Gemeinsam gegen Rassismus
Gemeinsam sind wir besser! Das gilt auch und vor allem, wenn es darum geht, Rassismus in der Geburtshilfe zu bekämpfen. Der letzte Vortrag des Kongresses trug den Titel »Schwangerschaft, Geburt und Elternzeit in unsicheren Lebenslagen«. Dr. Melanie Cooper, Hebamme und Reader in Maternity and Migrant Health an der University of Bradford, und Diana Flores Gallardo, die mit einer Minderheitengemeinschaft arbeit, stellten darin ein Projekt aus Großbritannien vor, das die Versorgung von geflüchteten Frauen in Schwangerschaft, Geburt und Elternzeit verbessern soll.
Gallardo sprach in diesem Zusammenhang als Betroffene, die selbst als Schwangere geflohen ist und in einem (sprach-)fremden Umfeld ihr Kind gebären musste. Was ihr am meisten geholfen habe, war eine Hebamme, die ihr das Gefühl gegeben habe, in dieser Situation nicht allein zu sein.
Die vorgestellten Projekte der Referentinnen – DAISI und Maternity Stream of Sanctuary – beinhalten ein Video, das betroffenen Frauen in verschiedenen Sprachen gezeigt werden kann, um über Risiken und Vorsichtsmaßnahmen nach der Geburt aufzuklären. Zum Beispiel soll auf diese Weise eine Sepsis verhindert werden. Derzeit gibt es das Video in den Sprachen Englisch und Urdu, der Amtssprache in Pakistan. Weitere Sprachen sind geplant, die Umsetzung und Finanzierung ist leider noch nicht gesichert.

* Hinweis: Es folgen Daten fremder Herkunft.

// Persistent key/value store backing the cache.
// Durable JSON storage with get/set/remove/list, on disk or in memory.

use std::collections::HashMap;
use std::fs;
use std::io::{ErrorKind, Write};
use std::path::{Path, PathBuf};
use std::sync::Mutex;

use serde::{Deserialize, Serialize};
use serde_json::Value;
use tracing::debug;

use crate::error::{GtrendError, Result};

use super::paths;

/// Durable key to JSON value storage.
///
/// `set` may fail with [`GtrendError::QuotaExceeded`] when the backing storage
/// is full; callers are expected to log and continue.
pub trait PersistentStore: Send + Sync {
    fn get(&self, key: &str) -> Result<Option<Value>>;
    fn set(&self, key: &str, value: &Value) -> Result<()>;
    fn remove(&self, key: &str) -> Result<()>;
    fn list_keys(&self) -> Result<Vec<String>>;
}

impl<T: PersistentStore + ?Sized> PersistentStore for Box<T> {
    fn get(&self, key: &str) -> Result<Option<Value>> {
        (**self).get(key)
    }

    fn set(&self, key: &str, value: &Value) -> Result<()> {
        (**self).set(key, value)
    }

    fn remove(&self, key: &str) -> Result<()> {
        (**self).remove(key)
    }

    fn list_keys(&self) -> Result<Vec<String>> {
        (**self).list_keys()
    }
}

/// On-disk layout of a `FileStore` entry.
#[derive(Debug, Serialize, Deserialize)]
struct StoredEntry<K, V> {
    key: K,
    value: V,
}

/// Store that keeps one JSON file per key inside a directory.
#[derive(Debug, Clone)]
pub struct FileStore {
    dir: PathBuf,
}

impl FileStore {
    pub fn new(dir: impl Into<PathBuf>) -> Self {
        Self { dir: dir.into() }
    }

    /// Store rooted at the XDG cache location, if one can be determined.
    pub fn open_default() -> Option<Self> {
        paths::store_dir().map(Self::new)
    }

    pub fn dir(&self) -> &Path {
        &self.dir
    }
}

impl PersistentStore for FileStore {
    fn get(&self, key: &str) -> Result<Option<Value>> {
        let path = paths::entry_path(&self.dir, key);
        let contents = match fs::read_to_string(&path) {
            Ok(contents) => contents,
            Err(e) if e.kind() == ErrorKind::NotFound => return Ok(None),
            Err(e) => return Err(e.into()),
        };
        let stored: StoredEntry<String, Value> = serde_json::from_str(&contents)?;
        Ok(Some(stored.value))
    }

    fn set(&self, key: &str, value: &Value) -> Result<()> {
        let json = serde_json::to_string(&StoredEntry { key, value })?;
        fs::create_dir_all(&self.dir).map_err(|e| quota_or_io(e, key))?;

        let path = paths::entry_path(&self.dir, key);

        // Write atomically via temp file
        let temp_path = path.with_extension("tmp");
        let written = fs::File::create(&temp_path)
            .and_then(|mut file| {
                file.write_all(json.as_bytes())?;
                file.sync_all()
            })
            .and_then(|()| fs::rename(&temp_path, &path));

        if let Err(e) = written {
            // A partial temp file would hold on to the space a full disk needs
            let _ = fs::remove_file(&temp_path);
            return Err(quota_or_io(e, key));
        }

        Ok(())
    }

    fn remove(&self, key: &str) -> Result<()> {
        match fs::remove_file(paths::entry_path(&self.dir, key)) {
            Ok(()) => Ok(()),
            Err(e) if e.kind() == ErrorKind::NotFound => Ok(()),
            Err(e) => Err(e.into()),
        }
    }

    fn list_keys(&self) -> Result<Vec<String>> {
        let entries = match fs::read_dir(&self.dir) {
            Ok(entries) => entries,
            Err(e) if e.kind() == ErrorKind::NotFound => return Ok(Vec::new()),
            Err(e) => return Err(e.into()),
        };

        let mut keys = Vec::new();
        for entry in entries {
            let path = entry?.path();
            if path.extension().is_none_or(|ext| ext != "json") {
                continue;
            }

            // Only the key is needed; the value is skipped as raw JSON
            let parsed = fs::read_to_string(&path)
                .map_err(GtrendError::from)
                .and_then(|contents| {
                    serde_json::from_str::<StoredEntry<String, serde::de::IgnoredAny>>(&contents)
                        .map_err(GtrendError::from)
                });
            match parsed {
                Ok(stored) => keys.push(stored.key),
                Err(e) => debug!(path = %path.display(), error = %e, "skipping unreadable store file"),
            }
        }
        Ok(keys)
    }
}

fn quota_or_io(err: std::io::Error, key: &str) -> GtrendError {
    if err.kind() == ErrorKind::StorageFull {
        GtrendError::QuotaExceeded {
            key: key.to_string(),
        }
    } else {
        err.into()
    }
}

/// In-process store, optionally capped at a total number of serialized bytes.
#[derive(Debug, Default)]
pub struct MemoryStore {
    entries: Mutex<HashMap<String, String>>,
    quota_bytes: Option<usize>,
}

impl MemoryStore {
    pub fn new() -> Self {
        Self::default()
    }

    pub fn with_quota(quota_bytes: usize) -> Self {
        Self {
            entries: Mutex::new(HashMap::new()),
            quota_bytes: Some(quota_bytes),
        }
    }

    pub fn len(&self) -> usize {
        self.lock().len()
    }

    pub fn is_empty(&self) -> bool {
        self.len() == 0
    }

    /// Write a raw string, bypassing JSON encoding. Lets tests plant corrupt entries.
    pub fn insert_raw(&self, key: &str, raw: &str) {
        self.lock().insert(key.to_string(), raw.to_string());
    }

    fn lock(&self) -> std::sync::MutexGuard<'_, HashMap<String, String>> {
        self.entries.lock().unwrap_or_else(|e| e.into_inner())
    }
}

impl PersistentStore for MemoryStore {
    fn get(&self, key: &str) -> Result<Option<Value>> {
        match self.lock().get(key) {
            Some(raw) => Ok(Some(serde_json::from_str(raw)?)),
            None => Ok(None),
        }
    }

    fn set(&self, key: &str, value: &Value) -> Result<()> {
        let raw = serde_json::to_string(value)?;
        let mut entries = self.lock();

        if let Some(quota) = self.quota_bytes {
            let used: usize = entries
                .iter()
                .filter(|(k, _)| k.as_str() != key)
                .map(|(k, v)| k.len() + v.len())
                .sum();
            if used + key.len() + raw.len() > quota {
                return Err(GtrendError::QuotaExceeded {
                    key: key.to_string(),
                });
            }
        }

        entries.insert(key.to_string(), raw);
        Ok(())
    }

    fn remove(&self, key: &str) -> Result<()> {
        self.lock().remove(key);
        Ok(())
    }

    fn list_keys(&self) -> Result<Vec<String>> {
        Ok(self.lock().keys().cloned().collect())
    }
}
// Stored trending listing.
// Layout shared by cached values and legacy unprefixed records.

use chrono::{DateTime, Utc};
use serde::{Deserialize, Serialize};

use crate::github::{Since, TrendingItem};

use super::period::Period;

/// A trending listing as persisted, stamped with the period it was fetched in.
///
/// Legacy records carry no expiry; whether they are still usable is decided
/// by comparing the stamped period with the current one.
#[derive(Debug, Clone, PartialEq, Serialize, Deserialize)]
pub struct TrendingRecord {
    #[serde(default)]
    pub repos: Vec<TrendingItem>,
    #[serde(rename = "toDay", default)]
    pub day: Option<u32>,
    #[serde(rename = "toWeek", default)]
    pub week: Option<u32>,
    #[serde(rename = "toMonth", default)]
    pub month: Option<u32>,
    #[serde(
        default,
        skip_serializing_if = "Option::is_none",
        with = "chrono::serde::ts_milliseconds_option"
    )]
    pub timestamp: Option<DateTime<Utc>>,
}

impl TrendingRecord {
    pub fn new(repos: Vec<TrendingItem>, period: Period, now: DateTime<Utc>) -> Self {
        Self {
            repos,
            day: Some(period.day),
            week: Some(period.week),
            month: Some(period.month),
            timestamp: Some(now),
        }
    }

    /// Whether the record was fetched in the same window-sized period as `now`.
    ///
    /// Daily listings compare the day, weekly the week, monthly the month.
    /// Queries without a window never match.
    pub fn is_current(&self, since: Option<Since>, now: Period) -> bool {
        match since {
            Some(Since::Daily) => self.day == Some(now.day),
            Some(Since::Weekly) => self.week == Some(now.week),
            Some(Since::Monthly) => self.month == Some(now.month),
            None => false,
        }
    }
}
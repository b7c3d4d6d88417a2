// Trending feed endpoints.
// Typed fetch of a trending listing, and the source seam the orchestrator uses.

use async_trait::async_trait;

use crate::error::Result;

use super::client::TrendingClient;
use super::types::{Category, Since, TrendingItem};

/// Anything that can produce a trending listing for one language.
///
/// An empty `language` means all languages.
#[async_trait]
pub trait TrendingSource: Send + Sync {
    async fn fetch_trending(
        &self,
        language: &str,
        since: Option<Since>,
        category: Category,
    ) -> Result<Vec<TrendingItem>>;
}

impl TrendingClient {
    /// Get the trending listing for `language` (empty for all languages).
    pub async fn get_trending(
        &self,
        language: &str,
        since: Option<Since>,
        category: Category,
    ) -> Result<Vec<TrendingItem>> {
        let mut params = vec![("language", language)];
        if let Some(since) = since {
            params.push(("since", since.as_str()));
        }

        let body = self
            .get_with_params(&format!("/{}", category.as_str()), &params)
            .await?;
        let items: Vec<TrendingItem> = serde_json::from_str(&body)?;
        Ok(items)
    }
}

#[async_trait]
impl TrendingSource for TrendingClient {
    async fn fetch_trending(
        &self,
        language: &str,
        since: Option<Since>,
        category: Category,
    ) -> Result<Vec<TrendingItem>> {
        self.get_trending(language, since, category).await
    }
}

Gemeinsam für die Geburtshilfe
Ein Highlight des Kongresses war der Vortrag von Priv.-Doz. Dr. Dan mon O’Dey, Facharzt für plastische Chirurgie, zur Geburtshilfe bei weiblicher Genitalverstümmelung und -beschneidung (FGM/C). Er zeigte Bilder und Videos von Rekonstruktionen, die er durchgeführt hatte, und beeindruckte damit die Teilnehmer:innen. Über den Stream hagelte es Applaus sowie Herzen in Emoji-Form und die Q&A-Funktion wurde statt für Fragen hauptsächlich für Lob genutzt.
Dieses Gemeinschaftsgefühl zog sich durch den gesamten Kongress und fand mit dem Thema »Gemeinsam gegen Rassismus« seinen Abschluss. An beiden Kongresstagen wurde deutlich, wie stark der Zusammenhalt zwischen den verschiedenen Berufsgruppen ist – vereint durch das gemeinsame Ziel, die Geburtshilfe durch mehr interprofessionelle Vernetzung zu verbessern.